The way to keep the public on board is not to exclude military intervention from the arsenal of the United States, as the current pullback mood prescribes, but to keep such interventions short and accompany them with diplomatic compromises. By this measure, George W. Bush’s biggest mistake was not the decision to intervene militarily in Afghanistan and Iraq. It was the failure to get in and out as quickly as possible, to follow up military victories with diplomatic initiatives and earlier American withdrawals. That might have been accomplished in Afghanistan if the United States had accepted the allied offer to aid America under Article 5 of the NATO Treaty. The United States demurred, not wanting to fight another campaign by NATO committee, as in Kosovo. But NATO was needed in Afghanistan eventually anyway, and its presence earlier might have facilitated both a speedier exit from Afghanistan and greater allied cooperation in the invasion of Iraq.

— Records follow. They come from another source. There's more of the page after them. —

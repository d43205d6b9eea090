//! Shared plumbing for the `vppreproc` and `vhier` command line tools:
//! option/file-list processing and diagnostic reporting. The core crates
//! accept plain configuration values; everything argument-shaped lives here.

pub mod options;
pub mod report;

/// Exit code for inputs that failed to process (sysexits EX_DATAERR).
pub const DATA_ERROR: i32 = 65;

And a quicker exit might have been accomplished in Iraq if George W. Bush had acted like his father after the Gulf War and begun immediately, rather than four years later, follow-up diplomatic initiatives. Yes, the governments left behind in Afghanistan and Iraq might have been fragile and vulnerable to future instabilities. But look at the governments the United States is leaving behind after ten years of nation-building. They too are fragile and unlikely to survive a full American retreat. The United States might have been able to reenter these countries in 2014 if American troops had left in 2005 or 2006. Now, as with Vietnam after that war, there is little chance, without a direct attack on American forces, that the American people will support a return of boots on the ground in either country.

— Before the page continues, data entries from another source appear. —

impl Preprocessor {
    pub fn new() -> Preprocessor {
        Preprocessor::default()
    }

    /// Define a macro, as if by `` `define name value ``. Redefinition
    /// silently overwrites.
    pub fn define(&mut self, name: impl Into<String>, value: impl Into<String>) {
        self.macros.insert(name.into(), value.into());
    }

    pub fn undefine(&mut self, name: &str) {
        self.macros.shift_remove(name);
    }

    pub fn is_defined(&self, name: &str) -> bool {
        self.macros.contains_key(name)
    }

    pub fn defines(&self) -> impl Iterator<Item = (&str, &str)> {
        self.macros.iter().map(|(k, v)| (k.as_str(), v.as_str()))
    }

    pub fn add_include_dir(&mut self, dir: impl Into<Utf8PathBuf>) {
        self.include_dirs.push(dir.into());
    }

    pub fn diagnostics(&self) -> &[PreprocessorDiagnostic] {
        &self.diagnostics
    }

    pub fn take_diagnostics(&mut self) -> Diagnostics {
        std::mem::take(&mut self.diagnostics)
    }

    /// Preprocess a whole file's text. `origin` names the file for include
    /// resolution and diagnostics; it is not read from disk.
    pub fn process(&mut self, src: &str, origin: &Utf8Path) -> Result<String, PreprocessError> {
        self.cond_stack.clear();
        self.include_stack.clear();
        self.include_stack.push(origin.to_owned());

        let mut out = String::with_capacity(src.len());
        self.process_source(src, origin, &mut out);
        self.include_stack.pop();

        if !self.cond_stack.is_empty() {
            let open = self.cond_stack.len();
            self.cond_stack.clear();
            return Err(PreprocessError::UnbalancedConditional { file: origin.to_owned(), open });
        }

        // A source without a trailing newline round-trips without one.
        if !src.ends_with('\n') && out.ends_with('\n') {
            out.pop();
        }
        Ok(out)
    }

    fn process_source(&mut self, src: &str, origin: &Utf8Path, out: &mut String) {
        let lines: Vec<&str> = src.split('\n').collect();

        let mut i = 0;
        while i < lines.len() {
            let lineno = (i + 1) as u32;
            // last element of split('\n') on newline-terminated text is ""
            if i + 1 == lines.len() && lines[i].is_empty() {
                break;
            }

            // Join `\`-continued lines into one logical line (backslash
            // replaced by a single space) before directive recognition.
            let mut logical = lines[i].to_owned();
            while ends_in_continuation(&logical) && i + 1 < lines.len() {
                let trimmed = logical.trim_end();
                logical = format!("{} {}", &trimmed[..trimmed.len() - 1], lines[i + 1]);
                i += 1;
            }

            self.handle_line(&logical, lineno, origin, out);
            i += 1;
        }
    }

    fn handle_line(&mut self, line: &str, lineno: u32, origin: &Utf8Path, out: &mut String) {
        if let Some(name) = directive_name(line) {
            let args = &line.trim_start()[1 + name.len()..];
            match Directive::from_name(name) {
                Some(directive) => self.directive(directive, args, line, lineno, origin, out),
                // Unrecognized directives pass through unchanged.
                None if self.active() => emit(out, line),
                None => {}
            }
            return;
        }

        if !self.active() {
            return;
        }
        emit(out, &self.expand_macros(line));
    }

    /// True iff every frame on the conditional stack is active. Lines are
    /// suppressed when *any* enclosing frame is inactive, not only the
    /// innermost one.
    fn active(&self) -> bool {
        self.cond_stack.iter().all(|frame| frame.active)
    }

    fn directive(
        &mut self,
        directive: Directive,
        args: &str,
        line: &str,
        lineno: u32,
        origin: &Utf8Path,
        out: &mut String,
    ) {
        match directive {
            Directive::IfDef => self.push_conditional(args, false, lineno, origin),
            Directive::IfNotDef => self.push_conditional(args, true, lineno, origin),
            Directive::ElseIf => self.else_if(args, lineno, origin),
            Directive::Else => self.else_branch(lineno, origin),
            Directive::EndIf => self.end_if(lineno, origin),
            Directive::Define if self.active() => self.define_directive(args, lineno, origin),
            Directive::Undef if self.active() => self.undef_directive(args, lineno, origin),
            Directive::Include if self.active() => self.include(args, lineno, origin, out),
            Directive::Passthrough if self.active() => emit(out, line),
            // suppressed by an inactive conditional region
            _ => {}
        }
    }

    fn push_conditional(&mut self, args: &str, invert: bool, lineno: u32, origin: &Utf8Path) {
        let directive = if invert { "ifndef" } else { "ifdef" };
        let Some(name) = macro_name(args) else {
            self.report(PreprocessorDiagnostic::MalformedDirective {
                directive,
                file: origin.to_owned(),
                line: lineno,
            });
            return;
        };

        if !self.active() {
            // Dead region: the whole nested chain stays inactive, so mark
            // it as already matched.
            self.cond_stack.push(CondFrame { active: false, matched: true, had_else: false });
            return;
        }

        let taken = self.macros.contains_key(name) != invert;
        self.cond_stack.push(CondFrame { active: taken, matched: taken, had_else: false });
    }

    fn else_if(&mut self, args: &str, lineno: u32, origin: &Utf8Path) {
        let Some(top) = self.cond_stack.len().checked_sub(1) else {
            self.report(PreprocessorDiagnostic::MisplacedElsif {
                file: origin.to_owned(),
                line: lineno,
            });
            return;
        };
        if self.cond_stack[top].had_else {
            self.report(PreprocessorDiagnostic::ElsifAfterElse {
                file: origin.to_owned(),
                line: lineno,
            });
            return;
        }
        let Some(name) = macro_name(args) else {
            self.report(PreprocessorDiagnostic::MalformedDirective {
                directive: "elsif",
                file: origin.to_owned(),
                line: lineno,
            });
            return;
        };

        let enclosing_active = self.cond_stack[..top].iter().all(|frame| frame.active);
        let defined = self.macros.contains_key(name);
        let frame = &mut self.cond_stack[top];
        frame.active = enclosing_active && !frame.matched && defined;
        frame.matched |= frame.active;
    }

    fn else_branch(&mut self, lineno: u32, origin: &Utf8Path) {
        let Some(top) = self.cond_stack.len().checked_sub(1) else {
            self.report(PreprocessorDiagnostic::MisplacedElse {
                file: origin.to_owned(),
                line: lineno,
            });
            return;
        };
        if self.cond_stack[top].had_else {
            self.report(PreprocessorDiagnostic::DuplicateElse {
                file: origin.to_owned(),
                line: lineno,
            });
            return;
        }

        let enclosing_active = self.cond_stack[..top].iter().all(|frame| frame.active);
        let frame = &mut self.cond_stack[top];
        frame.active = enclosing_active && !frame.matched;
        frame.matched = true;
        frame.had_else = true;
    }

    fn end_if(&mut self, lineno: u32, origin: &Utf8Path) {
        if self.cond_stack.pop().is_none() {
            self.report(PreprocessorDiagnostic::MisplacedEndif {
                file: origin.to_owned(),
                line: lineno,
            });
        }
    }

    fn define_directive(&mut self, args: &str, lineno: u32, origin: &Utf8Path) {
        let Some(name) = macro_name(args) else {
            self.report(PreprocessorDiagnostic::MalformedDirective {
                directive: "define",
                file: origin.to_owned(),
                line: lineno,
            });
            return;
        };
        // Raw trailing text; existing macros are not substituted into the
        // replacement at definition time.
        let value = args.trim_start()[name.len()..].trim().to_owned();
        if self.macros.insert(name.to_owned(), value).is_some() {
            log::debug!("{origin}:{lineno}: macro {name} redefined");
        }
    }

    fn undef_directive(&mut self, args: &str, lineno: u32, origin: &Utf8Path) {
        let Some(name) = macro_name(args) else {
            self.report(PreprocessorDiagnostic::MalformedDirective {
                directive: "undef",
                file: origin.to_owned(),
                line: lineno,
            });
            return;
        };
        // removing an undefined name is a no-op
        self.macros.shift_remove(name);
    }

    fn include(&mut self, args: &str, lineno: u32, origin: &Utf8Path, out: &mut String) {
        let Some(target) = include_target(args) else {
            self.report(PreprocessorDiagnostic::MalformedDirective {
                directive: "include",
                file: origin.to_owned(),
                line: lineno,
            });
            return;
        };

        let Some(resolved) = self.resolve_include(target, origin) else {
            self.report(PreprocessorDiagnostic::UnresolvedInclude {
                target: target.to_owned(),
                file: origin.to_owned(),
                line: lineno,
            });
            return;
        };

        if self.include_stack.contains(&resolved) {
            self.report(PreprocessorDiagnostic::CyclicInclude {
                target: resolved,
                file: origin.to_owned(),
                line: lineno,
            });
            return;
        }

        let text = match fs::read_to_string(&resolved) {
            Ok(text) => text,
            Err(_) => {
                self.report(PreprocessorDiagnostic::UnresolvedInclude {
                    target: target.to_owned(),
                    file: origin.to_owned(),
                    line: lineno,
                });
                return;
            }
        };

        self.include_stack.push(resolved.clone());
        self.process_source(&text, &resolved, out);
        self.include_stack.pop();
    }

    /// Resolution order: absolute path as given, then relative to the
    /// including file's directory, then each configured include directory
    /// in the order added. First existing match wins.
    fn resolve_include(&self, target: &str, origin: &Utf8Path) -> Option<Utf8PathBuf> {
        let path = Utf8Path::new(target);
        if path.is_absolute() {
            return path.exists().then(|| path.to_owned());
        }
        if let Some(dir) = origin.parent() {
            let candidate = dir.join(path);
            if candidate.exists() {
                return Some(candidate);
            }
        }
        self.include_dirs.iter().map(|dir| dir.join(path)).find(|candidate| candidate.exists())
    }

    /// Substitute every known macro name occurring as a whole word.
    /// Single pass, left to right; replacement text is not re-scanned.
    fn expand_macros(&self, line: &str) -> String {
        if self.macros.is_empty() {
            return line.to_owned();
        }

        let mut out = String::with_capacity(line.len());
        let mut rest = line;
        while !rest.is_empty() {
            let c = rest.chars().next().unwrap();
            if is_ident_continue(c) {
                let end =
                    rest.find(|c: char| !is_ident_continue(c)).unwrap_or(rest.len());
                let word = &rest[..end];
                // words led by a digit never match a macro name
                if is_ident_start(c) {
                    out.push_str(self.macros.get(word).map(String::as_str).unwrap_or(word));
                } else {
                    out.push_str(word);
                }
                rest = &rest[end..];
            } else {
                out.push(c);
                rest = &rest[c.len_utf8()..];
            }
        }
        out
    }

    fn report(&mut self, diagnostic: PreprocessorDiagnostic) {
        log::warn!("{diagnostic}");
        self.diagnostics.push(diagnostic);
    }
}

Conservative internationalism offers a way to stay engaged in the world at a price the American people can accept. Pursue the goal of defending and spreading freedom but discipline that goal by prioritizing freedom on the borders of existing free countries, not in remote regions; back negotiations with a lesser use of force early to avoid having to use greater force later, after negotiations fail; give adversaries a peaceful way out, but one that forces them to confront the failures of their own domestic systems; and forge timely compromises to retain public support. This strategy may not be appropriate under all circumstances. The conventional strategies continue to offer valuable guidance. But a conservative internationalism should not be excluded in the false hope that, by abandoning the spread of freedom and not using force until negotiations fail, we can succeed in taming despots and reducing overall violence in the world.
– Mr. Nau is a professor of political science and international affairs at George Washington University and the author of the recently published Conservative Internationalism: Armed Diplomacy Under Jefferson, Polk, Truman, and Reagan. He served in the White House under President Reagan.